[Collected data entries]
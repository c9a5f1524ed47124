//! Process channel: the child process and its three streams
//!
//! Reads are cooperative: [`ProcessHandle::poll_next`] waits up to a bounded
//! timeout for either output stream to produce a line, so the caller can
//! interleave liveness checks with I/O readiness instead of blocking on a
//! single stream. Worst-case latency for noticing a dead child is therefore
//! about one poll interval.

use crate::error::{Result, TransportError};
use serde_json::Value;
use std::collections::HashMap;
use std::path::PathBuf;
use std::process::Stdio;
use std::time::Duration;
use tokio::io::{AsyncBufReadExt, AsyncWriteExt, BufReader, BufWriter, Lines};
use tokio::process::{Child, ChildStderr, ChildStdin, ChildStdout, Command};

/// Configuration for spawning the child process
#[derive(Clone, Debug)]
pub struct ProcessConfig {
    /// Path to the executable
    pub program: String,

    /// Arguments to pass
    pub args: Vec<String>,

    /// Extra environment variables; the parent environment is inherited
    pub env: HashMap<String, String>,

    /// Working directory for the child (the session's sandbox)
    pub workdir: PathBuf,

    /// How long a single readiness poll may block
    pub poll_interval: Duration,

    /// Pause after spawn before the startup liveness re-check
    pub startup_grace: Duration,
}

impl Default for ProcessConfig {
    fn default() -> Self {
        Self {
            program: "claude".to_string(),
            args: Vec::new(),
            env: HashMap::new(),
            workdir: PathBuf::from("."),
            poll_interval: Duration::from_millis(100),
            startup_grace: Duration::from_millis(500),
        }
    }
}

impl ProcessConfig {
    /// Create a new process configuration
    pub fn new(program: impl Into<String>) -> Self {
        Self {
            program: program.into(),
            ..Self::default()
        }
    }

    /// Add an argument
    pub fn with_arg(mut self, arg: impl Into<String>) -> Self {
        self.args.push(arg.into());
        self
    }

    /// Replace the argument list
    pub fn with_args(mut self, args: impl IntoIterator<Item = String>) -> Self {
        self.args = args.into_iter().collect();
        self
    }

    /// Set an environment variable for the child
    pub fn with_env(mut self, key: impl Into<String>, value: impl Into<String>) -> Self {
        self.env.insert(key.into(), value.into());
        self
    }

    /// Set the working directory
    pub fn with_workdir(mut self, workdir: impl Into<PathBuf>) -> Self {
        self.workdir = workdir.into();
        self
    }

    /// Set the poll interval
    pub fn with_poll_interval(mut self, interval: Duration) -> Self {
        self.poll_interval = interval;
        self
    }

    /// Set the startup grace period
    pub fn with_startup_grace(mut self, grace: Duration) -> Self {
        self.startup_grace = grace;
        self
    }
}

/// One unit of progress from a readiness poll
#[derive(Debug)]
pub enum Polled {
    /// A protocol line from stdout
    Stdout(String),

    /// A diagnostic line from stderr
    Stderr(String),

    /// stdout reached end of stream
    StdoutClosed,

    /// Neither stream produced a line within the poll interval
    Idle,
}

/// Handle to a running child process
///
/// Exclusively owned by one session. Streams become `None` after
/// [`ProcessHandle::close`]; a closed handle fails every operation with
/// [`TransportError::Closed`] instead of touching a dead process.
pub struct ProcessHandle {
    child: Option<Child>,
    stdin: Option<BufWriter<ChildStdin>>,
    stdout: Option<Lines<BufReader<ChildStdout>>>,
    stderr: Option<Lines<BufReader<ChildStderr>>>,
    config: ProcessConfig,
}

enum Picked {
    Stdout(std::io::Result<Option<String>>),
    Stderr(std::io::Result<Option<String>>),
    Timeout,
}

impl ProcessHandle {
    /// Spawn the child with all three streams captured
    ///
    /// The child inherits the parent environment plus whatever
    /// [`ProcessConfig::with_env`] added, and runs with its working
    /// directory set to the configured sandbox.
    pub async fn spawn(config: ProcessConfig) -> Result<Self> {
        let mut cmd = Command::new(&config.program);
        cmd.args(&config.args)
            .envs(&config.env)
            .current_dir(&config.workdir)
            .stdin(Stdio::piped())
            .stdout(Stdio::piped())
            .stderr(Stdio::piped())
            .kill_on_drop(true);

        tracing::debug!(
            program = %config.program,
            workdir = %config.workdir.display(),
            "spawning child process"
        );

        let mut child = cmd.spawn().map_err(|e| {
            TransportError::Process(format!("failed to spawn {}: {e}", config.program))
        })?;

        let stdin = child
            .stdin
            .take()
            .ok_or_else(|| TransportError::Process("child stdin not captured".to_string()))?;
        let stdout = child
            .stdout
            .take()
            .ok_or_else(|| TransportError::Process("child stdout not captured".to_string()))?;
        let stderr = child
            .stderr
            .take()
            .ok_or_else(|| TransportError::Process("child stderr not captured".to_string()))?;

        Ok(Self {
            child: Some(child),
            stdin: Some(BufWriter::new(stdin)),
            stdout: Some(BufReader::new(stdout).lines()),
            stderr: Some(BufReader::new(stderr).lines()),
            config,
        })
    }

    /// Serialize one message as a single JSON line and flush it to stdin
    ///
    /// Fails with a process error if the child is dead at write time, and
    /// with [`TransportError::Closed`] if stdin is gone.
    pub async fn write_line(&mut self, message: &Value) -> Result<()> {
        if !self.is_alive() {
            return Err(TransportError::Process(
                "child process is not alive".to_string(),
            ));
        }
        let stdin = self.stdin.as_mut().ok_or(TransportError::Closed)?;

        let json = serde_json::to_string(message)?;
        stdin.write_all(json.as_bytes()).await.map_err(write_error)?;
        stdin.write_all(b"\n").await.map_err(write_error)?;
        stdin.flush().await.map_err(write_error)?;
        Ok(())
    }

    /// Wait up to `timeout` for either output stream to produce a line
    ///
    /// stdout is preferred when both streams are ready. A stderr end-of-stream
    /// is folded into [`Polled::Idle`]; a stdout end-of-stream is reported as
    /// [`Polled::StdoutClosed`] since it ends the protocol.
    pub async fn poll_next(&mut self, timeout: Duration) -> Result<Polled> {
        let stdout = self.stdout.as_mut().ok_or(TransportError::Closed)?;
        let stderr = self.stderr.as_mut();
        let stderr_open = stderr.is_some();

        let picked = tokio::select! {
            biased;
            line = stdout.next_line() => Picked::Stdout(line),
            line = next_stderr_line(stderr), if stderr_open => Picked::Stderr(line),
            _ = tokio::time::sleep(timeout) => Picked::Timeout,
        };

        match picked {
            Picked::Stdout(line) => match line? {
                Some(line) => Ok(Polled::Stdout(line)),
                None => Ok(Polled::StdoutClosed),
            },
            Picked::Stderr(line) => match line? {
                Some(line) => Ok(Polled::Stderr(line)),
                None => {
                    // stderr is done; stop selecting on it
                    self.stderr = None;
                    Ok(Polled::Idle)
                }
            },
            Picked::Timeout => Ok(Polled::Idle),
        }
    }

    /// Whether the child process is still running
    pub fn is_alive(&mut self) -> bool {
        match self.child.as_mut() {
            Some(child) => child.try_wait().ok().flatten().is_none(),
            None => false,
        }
    }

    /// OS process id of the child, if it is still owned
    pub fn id(&self) -> Option<u32> {
        self.child.as_ref().and_then(Child::id)
    }

    /// Collect whatever stderr output is available within `budget`
    ///
    /// Used when the child dies, so the failure can carry its diagnostics.
    /// Returns an empty string when nothing is readable.
    pub async fn drain_stderr(&mut self, budget: Duration) -> String {
        let mut collected = String::new();
        let Some(stderr) = self.stderr.as_mut() else {
            return collected;
        };

        let deadline = tokio::time::Instant::now() + budget;
        loop {
            let remaining = deadline.saturating_duration_since(tokio::time::Instant::now());
            if remaining.is_zero() {
                break;
            }
            match tokio::time::timeout(remaining, stderr.next_line()).await {
                Ok(Ok(Some(line))) => {
                    if !collected.is_empty() {
                        collected.push('\n');
                    }
                    collected.push_str(&line);
                }
                Ok(Ok(None)) | Ok(Err(_)) | Err(_) => break,
            }
        }
        collected
    }

    /// Close all three streams and wait for the child to exit
    ///
    /// Idempotent: closing a closed handle is a no-op. The handle is reset
    /// to the empty state even if a teardown step fails, so it can never be
    /// reused half-closed. A child that outlives `wait_budget` is killed.
    pub async fn close(&mut self, wait_budget: Duration) -> Result<()> {
        // Dropping the writer closes the child's stdin, which is the
        // cooperative shutdown signal.
        self.stdin = None;
        self.stdout = None;
        self.stderr = None;

        let Some(mut child) = self.child.take() else {
            return Ok(());
        };

        match tokio::time::timeout(wait_budget, child.wait()).await {
            Ok(Ok(status)) => {
                tracing::debug!(%status, "child process exited");
                Ok(())
            }
            Ok(Err(err)) => Err(TransportError::Io(err)),
            Err(_) => {
                tracing::warn!("child process did not exit in time, killing it");
                child.kill().await.map_err(|e| {
                    TransportError::Process(format!("failed to kill child: {e}"))
                })
            }
        }
    }

    /// The configuration this handle was spawned with
    pub fn config(&self) -> &ProcessConfig {
        &self.config
    }
}

// A child can die between the liveness check and the write; the resulting
// broken pipe is a dead-channel condition, not a generic I/O failure.
fn write_error(err: std::io::Error) -> TransportError {
    if err.kind() == std::io::ErrorKind::BrokenPipe {
        TransportError::Process(format!("child process closed stdin: {err}"))
    } else {
        TransportError::Io(err)
    }
}

async fn next_stderr_line(
    stderr: Option<&mut Lines<BufReader<ChildStderr>>>,
) -> std::io::Result<Option<String>> {
    match stderr {
        Some(lines) => lines.next_line().await,
        // Disabled branch; never polled, but must still typecheck
        None => std::future::pending().await,
    }
}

Work instructions »
Which lines in the entries above contain "BufWriter"? Pull each of them out.

Problem solution »
use tokio::io::{AsyncBufReadExt, AsyncWriteExt, BufReader, BufWriter, Lines};
    stdin: Option<BufWriter<ChildStdin>>,
            stdin: Some(BufWriter::new(stdin)),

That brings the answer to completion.